UC San Diego hosted the only West Coast conference — an obvious choice as the recipient of more than $120 million in annual funding from the U.S. Department of Defense, the most of any University of California institution.

Part networking convention and part roadshow, the series was launched to connect talented innovators, researchers and entrepreneurs in regions across the country with DARPA program managers. Over the course of six regional conferences, six new challenges and initiatives were launched (details below).

“We wanted to give people a taste of life at DARPA,” said DARPA Director Stephanie Tompkins. “There will be a lot of talk about science and research, but we want to ask more questions than we answer. We want to get the audience into the DARPA mindset of asking what could we do next in the service of warfighters that we currently think is utterly impossible. And how could we make it not just possible but practical.”

Reimaging Impossible

Current DARPA projects are tackling the means to extract water from the air even in arid conditions. Another effort seeks to produce nutritious food from plastic waste. The director explained that creating a nutritious meal from the plastic you’d find in a water bottle or plastic bag is not as far-fetched or sci-fi as it sounds, but the technology to make it tasty will take a while, she said. 

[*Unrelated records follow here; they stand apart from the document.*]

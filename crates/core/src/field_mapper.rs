//! Scalar field mapping from a booking record to a prisoner document.
//!
//! Mapping is total: an absent nested structure yields absent fields, never an error. The
//! document returned here has empty list fields, no restricted-patient data and no
//! incentive; the translator fills those in.

use crate::constants::{
    CRO_IDENTIFIER, MARITAL_STATUS_PROFILE, NATIONALITY_PROFILE, PNC_IDENTIFIER,
    RELIGION_PROFILE, YOUTH_PROFILE,
};
use crate::document::PrisonerDocument;
use crate::identity::BookingIdentity;
use crate::pnc;
use indexer_types::BookingId;
use nomis::{BookingRecord, PhysicalCharacteristic};

// ============================================================================
// Physical characteristics dispatch
// ============================================================================

#[derive(Clone, Copy, Debug, PartialEq, Eq)]
enum Characteristic {
    HairColour,
    RightEyeColour,
    LeftEyeColour,
    FacialHair,
    ShapeOfFace,
    Build,
    ShoeSize,
}

/// Type codes consumed from physical characteristics. Unlisted codes are ignored.
const CHARACTERISTIC_CODES: [(&str, Characteristic); 7] = [
    ("HAIR", Characteristic::HairColour),
    ("R_EYE_C", Characteristic::RightEyeColour),
    ("L_EYE_C", Characteristic::LeftEyeColour),
    ("FACIAL_HAIR", Characteristic::FacialHair),
    ("FACE", Characteristic::ShapeOfFace),
    ("BUILD", Characteristic::Build),
    ("SHOESIZE", Characteristic::ShoeSize),
];

impl Characteristic {
    fn from_code(code: &str) -> Option<Self> {
        CHARACTERISTIC_CODES
            .iter()
            .find(|(candidate, _)| *candidate == code)
            .map(|(_, characteristic)| *characteristic)
    }
}

#[derive(Clone, Debug, Default, PartialEq, Eq)]
struct PhysicalFeatures {
    hair_colour: Option<String>,
    right_eye_colour: Option<String>,
    left_eye_colour: Option<String>,
    facial_hair: Option<String>,
    shape_of_face: Option<String>,
    build: Option<String>,
    shoe_size: Option<i32>,
}

impl PhysicalFeatures {
    /// Fold characteristic entries in source order; a later entry of the same type replaces
    /// an earlier one. Blank details are skipped.
    fn from_entries(entries: &[PhysicalCharacteristic]) -> Self {
        entries
            .iter()
            .filter_map(|entry| {
                let characteristic = Characteristic::from_code(entry.type_code.as_deref()?)?;
                let detail = entry.detail.as_deref().filter(|d| !d.trim().is_empty())?;
                Some((characteristic, detail))
            })
            .fold(Self::default(), |features, (characteristic, detail)| {
                features.with(characteristic, detail)
            })
    }

    fn with(self, characteristic: Characteristic, detail: &str) -> Self {
        let text = Some(detail.to_string());
        match characteristic {
            Characteristic::HairColour => Self {
                hair_colour: text,
                ..self
            },
            Characteristic::RightEyeColour => Self {
                right_eye_colour: text,
                ..self
            },
            Characteristic::LeftEyeColour => Self {
                left_eye_colour: text,
                ..self
            },
            Characteristic::FacialHair => Self {
                facial_hair: text,
                ..self
            },
            Characteristic::ShapeOfFace => Self {
                shape_of_face: text,
                ..self
            },
            Characteristic::Build => Self {
                build: text,
                ..self
            },
            // Malformed sizes degrade to absent.
            Characteristic::ShoeSize => Self {
                shoe_size: detail.trim().parse().ok(),
                ..self
            },
        }
    }
}

// ============================================================================
// Lookups over repeated sub-records
// ============================================================================

/// Value of the first identifier with the given type code. Later duplicates are ignored.
fn first_identifier<'a>(record: &'a BookingRecord, type_code: &str) -> Option<&'a str> {
    record
        .identifiers
        .iter()
        .find(|identifier| identifier.type_code.as_deref() == Some(type_code))
        .and_then(|identifier| identifier.value.as_deref())
}

/// Answer of the first profile entry with the given type code.
fn first_profile_value<'a>(record: &'a BookingRecord, type_code: &str) -> Option<&'a str> {
    record
        .profile_information
        .iter()
        .find(|profile| profile.type_code.as_deref() == Some(type_code))
        .and_then(|profile| profile.result_value.as_deref())
}

fn is_youth_offender(record: &BookingRecord) -> bool {
    first_profile_value(record, YOUTH_PROFILE)
        .is_some_and(|value| value.eq_ignore_ascii_case("YES"))
}

/// The offence history spans every booking; only this booking's most serious offence counts.
fn most_serious_offence(record: &BookingRecord, booking_id: BookingId) -> Option<String> {
    record
        .offence_history
        .iter()
        .find(|offence| offence.most_serious && offence.booking_id == Some(booking_id.value()))
        .and_then(|offence| offence.offence_description.clone())
}

fn has_indeterminate_sentence(record: &BookingRecord, booking_id: BookingId) -> bool {
    record
        .sentence_terms
        .iter()
        .any(|term| term.life_sentence && term.booking_id == Some(booking_id.value()))
}

// ============================================================================
// Mapping
// ============================================================================

/// Map the scalar fields of a booking record.
pub fn map_fields(identity: &BookingIdentity, record: &BookingRecord) -> PrisonerDocument {
    let pnc_number = first_identifier(record, PNC_IDENTIFIER);
    let living_unit = record.assigned_living_unit.as_ref();
    let attributes = record.physical_attributes.as_ref();
    let sentence = record.sentence_detail.as_ref();
    let features = PhysicalFeatures::from_entries(&record.physical_characteristics);

    PrisonerDocument {
        prisoner_number: identity.prisoner_number.clone(),
        booking_id: identity.booking_id.to_string(),
        book_number: record.booking_no.clone(),

        pnc_number: pnc_number.map(str::to_string),
        pnc_number_canonical_short: pnc_number.and_then(pnc::canonical_short),
        pnc_number_canonical_long: pnc_number.and_then(pnc::canonical_long),
        cro_number: first_identifier(record, CRO_IDENTIFIER).map(str::to_string),

        cell_location: living_unit.and_then(|unit| unit.description.clone()),
        prison_name: living_unit.and_then(|unit| unit.agency_name.clone()),
        prison_id: record.agency_id.clone(),
        status: record.status.clone(),
        in_out_status: record.in_out_status.clone(),
        last_movement_type_code: record.last_movement_type_code.clone(),
        last_movement_reason_code: record.last_movement_reason_code.clone(),

        category: record.category_code.clone(),
        csra: record.csra.clone(),

        date_of_birth: record.date_of_birth,
        first_name: record.first_name.clone(),
        middle_names: record.middle_name.clone(),
        last_name: record.last_name.clone(),

        aliases: Vec::new(),
        alerts: Vec::new(),

        gender: attributes.and_then(|a| a.gender.clone()),
        ethnicity: attributes.and_then(|a| a.ethnicity.clone()),
        height_centimetres: attributes.and_then(|a| a.height_centimetres),
        weight_kilograms: attributes.and_then(|a| a.weight_kilograms),

        hair_colour: features.hair_colour,
        right_eye_colour: features.right_eye_colour,
        left_eye_colour: features.left_eye_colour,
        facial_hair: features.facial_hair,
        shape_of_face: features.shape_of_face,
        build: features.build,
        shoe_size: features.shoe_size,

        tattoos: Vec::new(),
        scars: Vec::new(),
        marks: Vec::new(),
        other_marks: Vec::new(),

        nationality: first_profile_value(record, NATIONALITY_PROFILE).map(str::to_string),
        religion: first_profile_value(record, RELIGION_PROFILE).map(str::to_string),
        marital_status: first_profile_value(record, MARITAL_STATUS_PROFILE).map(str::to_string),
        youth_offender: is_youth_offender(record),

        sentence_start_date: sentence.and_then(|s| s.sentence_start_date),
        confirmed_release_date: sentence.and_then(|s| s.confirmed_release_date),
        release_date: sentence.and_then(|s| s.release_date),
        sentence_expiry_date: sentence.and_then(|s| s.sentence_expiry_date),
        licence_expiry_date: sentence.and_then(|s| s.licence_expiry_date),
        home_detention_curfew_eligibility_date: sentence
            .and_then(|s| s.home_detention_curfew_eligibility_date),
        home_detention_curfew_actual_date: sentence
            .and_then(|s| s.home_detention_curfew_actual_date),
        home_detention_curfew_end_date: sentence.and_then(|s| s.home_detention_curfew_end_date),
        topup_supervision_start_date: sentence.and_then(|s| s.topup_supervision_start_date),
        topup_supervision_expiry_date: sentence.and_then(|s| s.topup_supervision_expiry_date),
        additional_days_awarded: sentence.and_then(|s| s.additional_days_awarded),
        non_dto_release_date: sentence.and_then(|s| s.non_dto_release_date),
        non_dto_release_date_type: sentence.and_then(|s| s.non_dto_release_date_type.clone()),
        tariff_date: sentence.and_then(|s| s.tariff_date),

        reception_date: record.reception_date,
        parole_eligibility_date: sentence.and_then(|s| s.parole_eligibility_date),
        automatic_release_date: sentence
            .and_then(|s| s.automatic_release_override_date.or(s.automatic_release_date)),
        post_recall_release_date: sentence
            .and_then(|s| s.post_recall_release_override_date.or(s.post_recall_release_date)),
        conditional_release_date: sentence
            .and_then(|s| s.conditional_release_override_date.or(s.conditional_release_date)),
        actual_parole_date: sentence.and_then(|s| s.actual_parole_date),

        location_description: record.location_description.clone(),
        most_serious_offence: most_serious_offence(record, identity.booking_id),
        recall: record.recall,
        legal_status: record.legal_status.clone(),
        imprisonment_status: record.imprisonment_status.clone(),
        imprisonment_status_description: record.imprisonment_status_description.clone(),
        indeterminate_sentence: has_indeterminate_sentence(record, identity.booking_id),

        restricted_patient: false,
        supporting_prison_id: None,
        discharged_hospital_id: None,
        discharged_hospital_description: None,
        discharge_date: None,
        discharge_details: None,

        current_incentive: None,
    }
}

The Department of Defense's Advanced Research Agency (DARPA) focuses on providing pivotal investments in breakthrough technologies for national security, the agency’s mission aligns with UC San Diego's focus on cutting-edge research.

The two-day conference began with a pre-conference event co-hosted by the Office of Innovation and Commercialization to promote DARPA’s Embedded Entrepreneur Initiative to help bridge the gap between great research projects and commercial success. 

“UC San Diego has a long history of empowering successful, innovative partnerships based on the exchange of creative ideas, then accelerating and advancing those ideas to develop solutions that benefit our global community,” said Chancellor Pradeep K. Khosla. “Hosting the DARPA Forward event was both an honor and an affirmation that our multidisciplinary, collaborative approach is delivering groundbreaking ideas that will ensure a more sustainable, equitable future.”

Those unfamiliar with DARPA, the research and development branch of the Department of Defense, might find it surprising that the tools of warfighters regularly translate to everyday civilian life or San Diego’s regional economy. But effective tools for survival don’t just apply to harsh battle conditions. 

Besides advanced missiles and rockets, DARPA’s greatest hits include the internet, miniaturized GPS devices, autonomous-driving vehicle technology, Apple’s digital personal assistant (Siri), and mRNA vaccines (early funding that led to the Moderna COVID-19 vaccine).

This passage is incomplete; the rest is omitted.